Everyone has been there—you’ve cared for your baby for a long time, and you don’t want anything to happen to her. So when your teen asks to drive your precious car, it’s a little nerve-wracking. What if your teen scrapes your car in the parking lot? What is your teen dents a fender? The possibilities of what can happen to your car are nearly endless, and you just can’t bare the thought.
OK, all kidding aside, you don’t want anything to happen to your child, and it’s scary for everyone on the road when a new driver is behind the wheel. From my experience behind the wheel—and in the car with plenty of drivers I barely trust—I’d say the single most important thing about driving is learning to stay calm.

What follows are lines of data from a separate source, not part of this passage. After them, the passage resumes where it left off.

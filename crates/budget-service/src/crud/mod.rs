//! 通用 CRUD 动作工厂
//!
//! 每个实体实现 [`Resource`]：声明目标表、实体名、输入结构（serde + validator），
//! 以及若干可选的生命周期钩子。[`CrudActions`] 基于这些声明统一生成
//! create / update / delete / list / get 操作，负责校验、剥离客户端 ID、
//! 填充所有者与审计字段，并在合适的时机调用钩子。
//!
//! 钩子执行顺序：
//!
//! | 操作   | 顺序                                                             |
//! |--------|------------------------------------------------------------------|
//! | create | validate → before_create → transform → 写审计字段 → insert → after_create |
//! | update | validate → before_update → transform → 写审计字段 → update → after_update |
//! | delete | before_delete（可否决）→ delete → after_delete                    |

mod actions;
mod store;

pub use actions::CrudActions;
pub use store::{PgRecordStore, Record, RecordStore, record_decimal, record_uuid};

#[cfg(test)]
pub use store::MockRecordStore;

use async_trait::async_trait;
use chrono::{DateTime, NaiveDate, Utc};
use rust_decimal::Decimal;
use serde::de::DeserializeOwned;
use uuid::Uuid;
use validator::Validate;

use crate::auth::Claims;
use crate::error::Result;

/// 列值
///
/// 每种类型都可为 NULL，绑定参数时按变体选择 SQL 类型
#[derive(Debug, Clone, PartialEq)]
pub enum FieldValue {
    Text(Option<String>),
    Decimal(Option<Decimal>),
    Date(Option<NaiveDate>),
    Int(Option<i32>),
    Bool(Option<bool>),
    Uuid(Option<Uuid>),
    Timestamp(Option<DateTime<Utc>>),
}

impl FieldValue {
    pub fn is_null(&self) -> bool {
        match self {
            Self::Text(v) => v.is_none(),
            Self::Decimal(v) => v.is_none(),
            Self::Date(v) => v.is_none(),
            Self::Int(v) => v.is_none(),
            Self::Bool(v) => v.is_none(),
            Self::Uuid(v) => v.is_none(),
            Self::Timestamp(v) => v.is_none(),
        }
    }

    pub fn as_text(&self) -> Option<&str> {
        match self {
            Self::Text(v) => v.as_deref(),
            _ => None,
        }
    }

    pub fn as_uuid(&self) -> Option<Uuid> {
        match self {
            Self::Uuid(v) => *v,
            _ => None,
        }
    }

    pub fn as_decimal(&self) -> Option<Decimal> {
        match self {
            Self::Decimal(v) => *v,
            _ => None,
        }
    }
}

macro_rules! impl_field_value_from {
    ($($ty:ty => $variant:ident),* $(,)?) => {
        $(
            impl From<$ty> for FieldValue {
                fn from(value: $ty) -> Self {
                    Self::$variant(Some(value))
                }
            }

            impl From<Option<$ty>> for FieldValue {
                fn from(value: Option<$ty>) -> Self {
                    Self::$variant(value)
                }
            }
        )*
    };
}

impl_field_value_from! {
    String => Text,
    Decimal => Decimal,
    NaiveDate => Date,
    i32 => Int,
    bool => Bool,
    Uuid => Uuid,
    DateTime<Utc> => Timestamp,
}

impl From<&str> for FieldValue {
    fn from(value: &str) -> Self {
        Self::Text(Some(value.to_string()))
    }
}

/// 有序的 列名 → 值 集合
///
/// 列名只来自代码中的静态字符串，拼接 SQL 时不会引入外部输入
#[derive(Debug, Clone, Default, PartialEq)]
pub struct Fields(Vec<(&'static str, FieldValue)>);

impl Fields {
    pub fn new() -> Self {
        Self::default()
    }

    /// 构建器风格的 `set`
    pub fn with(mut self, column: &'static str, value: impl Into<FieldValue>) -> Self {
        self.set(column, value);
        self
    }

    /// 设置列值，已存在时原位替换
    pub fn set(&mut self, column: &'static str, value: impl Into<FieldValue>) {
        let value = value.into();
        match self.0.iter_mut().find(|(c, _)| *c == column) {
            Some(entry) => entry.1 = value,
            None => self.0.push((column, value)),
        }
    }

    pub fn get(&self, column: &str) -> Option<&FieldValue> {
        self.0.iter().find(|(c, _)| *c == column).map(|(_, v)| v)
    }

    pub fn remove(&mut self, column: &str) -> Option<FieldValue> {
        let index = self.0.iter().position(|(c, _)| *c == column)?;
        Some(self.0.remove(index).1)
    }

    pub fn contains(&self, column: &str) -> bool {
        self.0.iter().any(|(c, _)| *c == column)
    }

    pub fn columns(&self) -> Vec<&'static str> {
        self.0.iter().map(|(c, _)| *c).collect()
    }

    pub fn len(&self) -> usize {
        self.0.len()
    }

    pub fn is_empty(&self) -> bool {
        self.0.is_empty()
    }

    pub fn iter(&self) -> impl Iterator<Item = &(&'static str, FieldValue)> {
        self.0.iter()
    }
}

impl IntoIterator for Fields {
    type Item = (&'static str, FieldValue);
    type IntoIter = std::vec::IntoIter<(&'static str, FieldValue)>;

    fn into_iter(self) -> Self::IntoIter {
        self.0.into_iter()
    }
}

/// 发起操作的用户
#[derive(Debug, Clone, PartialEq, Eq)]
pub struct Actor {
    pub id: Uuid,
    pub is_admin: bool,
}

impl Actor {
    pub fn from_claims(claims: &Claims) -> Result<Self> {
        Ok(Self {
            id: claims.user_id()?,
            is_admin: claims.has_role("admin"),
        })
    }
}

/// 钩子可访问的上下文
pub struct HookContext<'a> {
    pub store: &'a dyn RecordStore,
    pub actor: &'a Actor,
    pub now: DateTime<Utc>,
}

/// 一个可被 CRUD 工厂管理的实体
///
/// 所有钩子都有空实现，实体只覆盖自己需要的部分。
/// `before_*` 返回 `AdminError::Rejected` 即可否决操作，消息会原样返回给调用方。
#[async_trait]
pub trait Resource: Send + Sync + 'static {
    /// 目标表名
    const TABLE: &'static str;
    /// 实体名，用于日志、指标和错误消息
    const ENTITY: &'static str;
    /// 所有者列，创建时未提供则填入当前用户
    const OWNER_COLUMN: Option<&'static str> = Some("user_id");

    /// 表单 / JSON 输入
    type Input: DeserializeOwned + Validate + Send + 'static;

    /// 把已校验的输入转换为列值
    fn into_fields(&self, input: Self::Input) -> Fields;

    async fn before_create(&self, _ctx: &HookContext<'_>, _fields: &Fields) -> Result<()> {
        Ok(())
    }

    /// create 与 update 共用的字段转换
    async fn transform(&self, _ctx: &HookContext<'_>, fields: Fields) -> Result<Fields> {
        Ok(fields)
    }

    async fn after_create(&self, _ctx: &HookContext<'_>, _record: &Record) -> Result<()> {
        Ok(())
    }

    async fn before_update(&self, _ctx: &HookContext<'_>, _id: Uuid, _fields: &Fields) -> Result<()> {
        Ok(())
    }

    async fn after_update(&self, _ctx: &HookContext<'_>, _record: &Record) -> Result<()> {
        Ok(())
    }

    async fn before_delete(&self, _ctx: &HookContext<'_>, _id: Uuid) -> Result<()> {
        Ok(())
    }

    async fn after_delete(&self, _ctx: &HookContext<'_>, _record: &Record) -> Result<()> {
        Ok(())
    }

    /// 返回给客户端前去掉敏感列
    fn redact(&self, _record: &mut Record) {}
}

/// 表单里的空字符串视为未填写
///
/// 用于 `Option<Uuid>`、`Option<NaiveDate>`、`Option<Decimal>` 等字段，HTML 表单无法提交 null。
/// 字符串和 JSON 数字都按 `FromStr` 解析，金额不会经过 f64。
pub fn empty_string_as_none<'de, D, T>(deserializer: D) -> std::result::Result<Option<T>, D::Error>
where
    D: serde::Deserializer<'de>,
    T: std::str::FromStr,
    T::Err: std::fmt::Display,
{
    use serde::Deserialize;

    #[derive(Deserialize)]
    #[serde(untagged)]
    enum StringOrValue {
        Str(String),
        Num(serde_json::Number),
        Null(Option<()>),
    }

    match StringOrValue::deserialize(deserializer)? {
        StringOrValue::Str(s) if s.trim().is_empty() => Ok(None),
        StringOrValue::Str(s) => s.trim().parse().map(Some).map_err(serde::de::Error::custom),
        StringOrValue::Num(n) => n.to_string().parse().map(Some).map_err(serde::de::Error::custom),
        StringOrValue::Null(_) => Ok(None),
    }
}

/// 必填版本的 [`empty_string_as_none`]，主要用于金额
pub fn string_or_number<'de, D, T>(deserializer: D) -> std::result::Result<T, D::Error>
where
    D: serde::Deserializer<'de>,
    T: std::str::FromStr,
    T::Err: std::fmt::Display,
{
    empty_string_as_none(deserializer)?
        .ok_or_else(|| serde::de::Error::custom("值不能为空"))
}

/// HTML 复选框：勾选时提交 "on"，未勾选时不提交；JSON 直接给布尔值
///
/// 配合 `#[serde(default)]` 使用，字段缺失即为 `false`。
pub fn checkbox<'de, D>(deserializer: D) -> std::result::Result<bool, D::Error>
where
    D: serde::Deserializer<'de>,
{
    use serde::Deserialize;

    #[derive(Deserialize)]
    #[serde(untagged)]
    enum Flag {
        Bool(bool),
        Str(String),
        Null(Option<()>),
    }

    match Flag::deserialize(deserializer)? {
        Flag::Bool(b) => Ok(b),
        Flag::Str(s) => match s.trim().to_ascii_lowercase().as_str() {
            "on" | "true" | "1" | "yes" => Ok(true),
            "" | "off" | "false" | "0" | "no" => Ok(false),
            other => Err(serde::de::Error::custom(format!("无法识别的布尔值: {other}"))),
        },
        Flag::Null(_) => Ok(false),
    }
}

/// 去掉首尾空白，空字符串视为 NULL
pub fn trimmed(value: Option<String>) -> Option<String> {
    value
        .map(|v| v.trim().to_string())
        .filter(|v| !v.is_empty())
}

#[cfg(test)]
mod tests {
    use super::*;
    use rust_decimal_macros::dec;
    use serde::Deserialize;

    #[test]
    fn test_fields_set_replaces_in_place() {
        let mut fields = Fields::new()
            .with("name", "Groceries")
            .with("amount", dec!(500));
        fields.set("name", "Food");

        assert_eq!(fields.columns(), vec!["name", "amount"]);
        assert_eq!(fields.get("name").and_then(FieldValue::as_text), Some("Food"));
        assert_eq!(fields.get("amount").and_then(FieldValue::as_decimal), Some(dec!(500)));
    }

    #[test]
    fn test_fields_remove() {
        let mut fields = Fields::new().with("id", Uuid::nil()).with("name", "x");
        assert!(fields.remove("id").is_some());
        assert!(!fields.contains("id"));
        assert!(fields.remove("id").is_none());
        assert_eq!(fields.len(), 1);
    }

    #[test]
    fn test_field_value_null_detection() {
        assert!(FieldValue::from(None::<Uuid>).is_null());
        assert!(FieldValue::Text(None).is_null());
        assert!(!FieldValue::from(true).is_null());
    }

    #[test]
    fn test_trimmed() {
        assert_eq!(trimmed(Some("  Rent ".into())), Some("Rent".into()));
        assert_eq!(trimmed(Some("   ".into())), None);
        assert_eq!(trimmed(None), None);
    }

    #[derive(Deserialize)]
    struct OptionalCategory {
        #[serde(default, deserialize_with = "empty_string_as_none")]
        category_id: Option<Uuid>,
    }

    #[test]
    fn test_empty_string_as_none() {
        let p: OptionalCategory = serde_json::from_str(r#"{"category_id": ""}"#).unwrap();
        assert!(p.category_id.is_none());

        let p: OptionalCategory = serde_json::from_str(r#"{"category_id": null}"#).unwrap();
        assert!(p.category_id.is_none());

        let p: OptionalCategory = serde_json::from_str(r#"{}"#).unwrap();
        assert!(p.category_id.is_none());

        let id = Uuid::now_v7();
        let p: OptionalCategory = serde_json::from_str(&format!(r#"{{"category_id": "{id}"}}"#)).unwrap();
        assert_eq!(p.category_id, Some(id));

        assert!(serde_json::from_str::<OptionalCategory>(r#"{"category_id": "nope"}"#).is_err());
    }

    #[derive(Deserialize)]
    struct OptionalAmount {
        #[serde(default, deserialize_with = "empty_string_as_none")]
        amount: Option<Decimal>,
    }

    #[test]
    fn test_empty_string_as_none_accepts_numbers() {
        let p: OptionalAmount = serde_json::from_str(r#"{"amount": 12.5}"#).unwrap();
        assert_eq!(p.amount, Some(dec!(12.5)));

        let p: OptionalAmount = serde_json::from_str(r#"{"amount": "99.99"}"#).unwrap();
        assert_eq!(p.amount, Some(dec!(99.99)));
    }

    #[derive(Debug, Deserialize)]
    struct RequiredAmount {
        #[serde(deserialize_with = "string_or_number")]
        amount: Decimal,
    }

    #[derive(Deserialize)]
    struct Toggle {
        #[serde(default, deserialize_with = "checkbox")]
        active: bool,
    }

    #[test]
    fn test_checkbox_values() {
        let parse = |v: serde_json::Value| {
            serde_json::from_value::<Toggle>(serde_json::json!({ "active": v }))
                .map(|t| t.active)
        };
        assert!(parse(serde_json::json!("on")).unwrap());
        assert!(!parse(serde_json::json!("false")).unwrap());
        assert!(parse(serde_json::json!(true)).unwrap());
        assert!(!parse(serde_json::json!("")).unwrap());
        assert!(!parse(serde_json::Value::Null).unwrap());
        assert!(parse(serde_json::json!("maybe")).is_err());
    }

    #[test]
    fn test_unchecked_checkbox_is_false() {
        let t: Toggle = serde_urlencoded::from_str("other=1").unwrap();
        assert!(!t.active);
        let t: Toggle = serde_urlencoded::from_str("active=on").unwrap();
        assert!(t.active);
    }

    #[test]
    fn test_string_or_number_requires_value() {
        let p: RequiredAmount = serde_json::from_str(r#"{"amount": "0.10"}"#).unwrap();
        assert_eq!(p.amount, dec!(0.10));
        assert!(serde_json::from_str::<RequiredAmount>(r#"{"amount": ""}"#).is_err());
    }
}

What Happens When You Yell, “LOOK OUT!”
Your first impulse is self-preservation—duck, throw your arms over your head, and generally take your attention off the road. But when you say, “look out,” you are obviously trying to get the driver to pay MORE attention to the road, not less.
Teens drivers need to learn driving instinct. They’ve never done it before, so they have no muscle memory or learned behavior that would involve looking straight ahead, properly applying the break, checking mirrors, or (in worst case scenarios) swerving. Yelling a warning at them only enacts the instincts they have developed—which is generally to freeze. A frozen teenager in a vehicle weighing thousands of pounds traveling even at only 35 miles per hour can do enormous harm.
What You Should Say
Even if your life is not in danger, it’s not always easy to keep your cool yourself. But if you’re the teacher, then you’ve got to keep a lid on it. Instead of shouting a basic warning, tell them what’s coming—“Curb!” “Tree!” “Stop sign!” “Stop light!” And of course, “Break!” is acceptable, but not for long.
When “GO!” and “STOP!” Just Aren’t Enough
I had the reverse experience with this one—when I was just a kid (let’s say 10 or 11), I was in the car with my mom. We were in a new area in the days long before GPS devices or Google Maps, and she was checking a map. The light turned green, and I saw she still had her head buried in the map. I said, “Mom, go!”
And she did. Almost right into the back of the car in front of us.
She did out of instinct or worry that something was wrong. When anyone receives that kind of warning, the first impulse is often to obey simply out of self-preservation. Our suburban wasn’t exactly the most responsive vehicle in the world, so she at least had a chance to slam the break before plowing into the next guy’s bumper.
When your teen is driving, “Go!” and “Stop!” don’t tell them what the situation looks like. Do they need to go nice and easy such as at a drive thru, or do they need to get a move on when driving on the highway? Do they need to stop because you found the right house in a neighborhood, or do they need to stop so that they don’t hit a dog or a child in the middle of the road?
What You Should Say
After the incident with my mom, she told me that it’s best to simply say, “Green,” or, “The light is green.” Again, it alerts the driver to the situation at hand. “Stop sign” is something we can digest faster, because it doesn’t enact adrenaline like the word “stop” will do.
No Teen Has a Right to Drive
Turning 16 gives kids in most states the ability to get their license—but no one has a right to drive. If they want to drive, they have to obey the law, and the first law they have to heed is the sound of your voice.
Driving is all about trust. Think about the two yellow lines that separate drivers going opposite directions at 45 mph each. That kind of crash would be fatal if either driver betrayed the other’s trust that the laws would be obeyed. If you’re at a party and someone gets in the driver’s seat, you don’t always trust that driver to make it very far, so you don’t get in the car.
But when you’re teaching a teen to drive, you know they’re incompetent to drive on their own. You can’t trust their ability to handle every situation, so you have to develop mutual trust—they have to trust your instructions, and you have to trust their ability to obey them.
What to Do with a Teen Who Doesn’t Obey
As soon as you can’t trust the teen behind the wheel to obey you, then no other driver on the road can trust that teen, either. When that trust is gone, the teen has no right to be on the road.
Some parents or teachers worry that they would be too strict to demand the keys back. But please remember: a car accident where your teen T-bones another driver is unforgiving. There is no replay, undo, backspace, or reset button. Go find an empty parking lot and practice obedience until they can get it right.